Work out how many lines of the listing below contain the word "lock". Respond with that number only.

DATASET |

=== Begin Enclosure ===

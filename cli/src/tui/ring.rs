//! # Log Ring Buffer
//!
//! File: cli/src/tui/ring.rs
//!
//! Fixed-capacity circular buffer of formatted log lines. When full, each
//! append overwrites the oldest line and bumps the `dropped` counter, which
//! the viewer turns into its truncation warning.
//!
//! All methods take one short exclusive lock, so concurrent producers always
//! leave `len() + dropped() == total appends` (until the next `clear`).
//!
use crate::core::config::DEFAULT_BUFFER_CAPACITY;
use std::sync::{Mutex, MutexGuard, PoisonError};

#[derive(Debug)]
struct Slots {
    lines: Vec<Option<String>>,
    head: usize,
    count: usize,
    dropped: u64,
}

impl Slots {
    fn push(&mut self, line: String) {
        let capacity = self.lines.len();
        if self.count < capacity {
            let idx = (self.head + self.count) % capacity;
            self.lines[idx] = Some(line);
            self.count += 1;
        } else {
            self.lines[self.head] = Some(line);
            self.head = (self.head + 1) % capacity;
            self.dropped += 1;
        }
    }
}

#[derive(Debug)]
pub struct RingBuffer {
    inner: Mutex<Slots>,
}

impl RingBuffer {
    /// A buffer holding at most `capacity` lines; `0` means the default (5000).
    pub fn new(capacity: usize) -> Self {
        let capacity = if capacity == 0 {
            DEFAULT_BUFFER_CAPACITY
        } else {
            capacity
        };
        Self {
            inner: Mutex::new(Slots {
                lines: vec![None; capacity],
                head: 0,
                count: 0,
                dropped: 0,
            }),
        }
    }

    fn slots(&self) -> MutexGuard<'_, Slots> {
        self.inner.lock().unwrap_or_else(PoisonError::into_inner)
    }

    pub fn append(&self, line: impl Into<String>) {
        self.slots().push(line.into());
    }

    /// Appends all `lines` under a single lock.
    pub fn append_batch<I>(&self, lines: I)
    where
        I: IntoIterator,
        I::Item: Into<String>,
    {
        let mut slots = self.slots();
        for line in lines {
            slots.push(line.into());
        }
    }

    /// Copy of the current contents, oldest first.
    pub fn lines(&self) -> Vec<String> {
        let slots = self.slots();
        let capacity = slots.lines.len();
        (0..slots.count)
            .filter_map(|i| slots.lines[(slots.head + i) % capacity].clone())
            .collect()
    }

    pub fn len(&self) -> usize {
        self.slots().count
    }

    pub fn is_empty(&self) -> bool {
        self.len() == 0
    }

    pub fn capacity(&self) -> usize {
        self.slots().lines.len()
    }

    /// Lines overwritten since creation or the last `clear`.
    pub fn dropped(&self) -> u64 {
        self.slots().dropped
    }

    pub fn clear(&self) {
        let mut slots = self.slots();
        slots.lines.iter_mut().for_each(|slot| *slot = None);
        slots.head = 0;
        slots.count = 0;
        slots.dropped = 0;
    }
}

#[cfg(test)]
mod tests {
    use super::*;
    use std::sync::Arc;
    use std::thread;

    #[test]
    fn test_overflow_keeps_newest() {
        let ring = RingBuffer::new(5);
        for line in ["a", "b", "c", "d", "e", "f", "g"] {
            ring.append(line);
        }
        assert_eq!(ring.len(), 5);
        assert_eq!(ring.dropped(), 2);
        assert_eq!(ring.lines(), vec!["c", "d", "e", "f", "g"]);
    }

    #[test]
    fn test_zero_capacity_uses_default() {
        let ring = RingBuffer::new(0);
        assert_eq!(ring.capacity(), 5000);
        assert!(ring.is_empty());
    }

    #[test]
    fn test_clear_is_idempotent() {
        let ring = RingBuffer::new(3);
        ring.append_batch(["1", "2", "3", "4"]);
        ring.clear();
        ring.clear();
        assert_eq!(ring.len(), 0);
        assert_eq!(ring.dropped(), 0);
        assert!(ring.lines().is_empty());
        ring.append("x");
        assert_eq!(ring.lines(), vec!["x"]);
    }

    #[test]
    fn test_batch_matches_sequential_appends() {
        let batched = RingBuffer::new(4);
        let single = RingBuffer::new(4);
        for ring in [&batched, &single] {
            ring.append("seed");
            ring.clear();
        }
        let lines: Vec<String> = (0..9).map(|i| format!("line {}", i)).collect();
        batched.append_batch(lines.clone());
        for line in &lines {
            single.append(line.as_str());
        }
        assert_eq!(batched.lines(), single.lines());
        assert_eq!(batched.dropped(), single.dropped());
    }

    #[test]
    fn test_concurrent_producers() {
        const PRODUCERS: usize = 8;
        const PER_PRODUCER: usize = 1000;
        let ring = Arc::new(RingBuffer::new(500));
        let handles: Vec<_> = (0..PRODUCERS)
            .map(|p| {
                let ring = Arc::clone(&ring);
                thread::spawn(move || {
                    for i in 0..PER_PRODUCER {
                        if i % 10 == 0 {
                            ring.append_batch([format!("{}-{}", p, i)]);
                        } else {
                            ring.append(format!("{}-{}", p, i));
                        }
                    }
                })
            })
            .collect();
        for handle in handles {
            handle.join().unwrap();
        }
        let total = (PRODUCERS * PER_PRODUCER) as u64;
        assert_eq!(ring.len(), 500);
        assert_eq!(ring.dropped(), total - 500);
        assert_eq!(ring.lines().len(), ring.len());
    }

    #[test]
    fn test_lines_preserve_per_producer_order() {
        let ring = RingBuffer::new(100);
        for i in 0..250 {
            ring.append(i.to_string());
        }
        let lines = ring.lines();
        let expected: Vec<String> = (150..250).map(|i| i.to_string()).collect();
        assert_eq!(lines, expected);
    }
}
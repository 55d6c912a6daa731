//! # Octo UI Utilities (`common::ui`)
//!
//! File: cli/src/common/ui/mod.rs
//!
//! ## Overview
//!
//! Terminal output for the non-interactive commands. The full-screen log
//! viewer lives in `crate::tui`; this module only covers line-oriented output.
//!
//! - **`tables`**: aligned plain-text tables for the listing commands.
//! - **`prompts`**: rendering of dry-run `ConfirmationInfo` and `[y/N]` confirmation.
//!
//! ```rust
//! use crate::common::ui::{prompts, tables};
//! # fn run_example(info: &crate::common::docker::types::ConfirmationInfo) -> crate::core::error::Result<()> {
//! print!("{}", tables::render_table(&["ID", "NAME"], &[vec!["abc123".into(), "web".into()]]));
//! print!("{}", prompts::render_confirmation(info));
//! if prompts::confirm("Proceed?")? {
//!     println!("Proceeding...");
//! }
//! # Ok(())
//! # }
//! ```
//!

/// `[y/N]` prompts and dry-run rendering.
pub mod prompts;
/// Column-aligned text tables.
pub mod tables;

=== End Enclosure ===

OUTPUT FOR THIS TASK |
3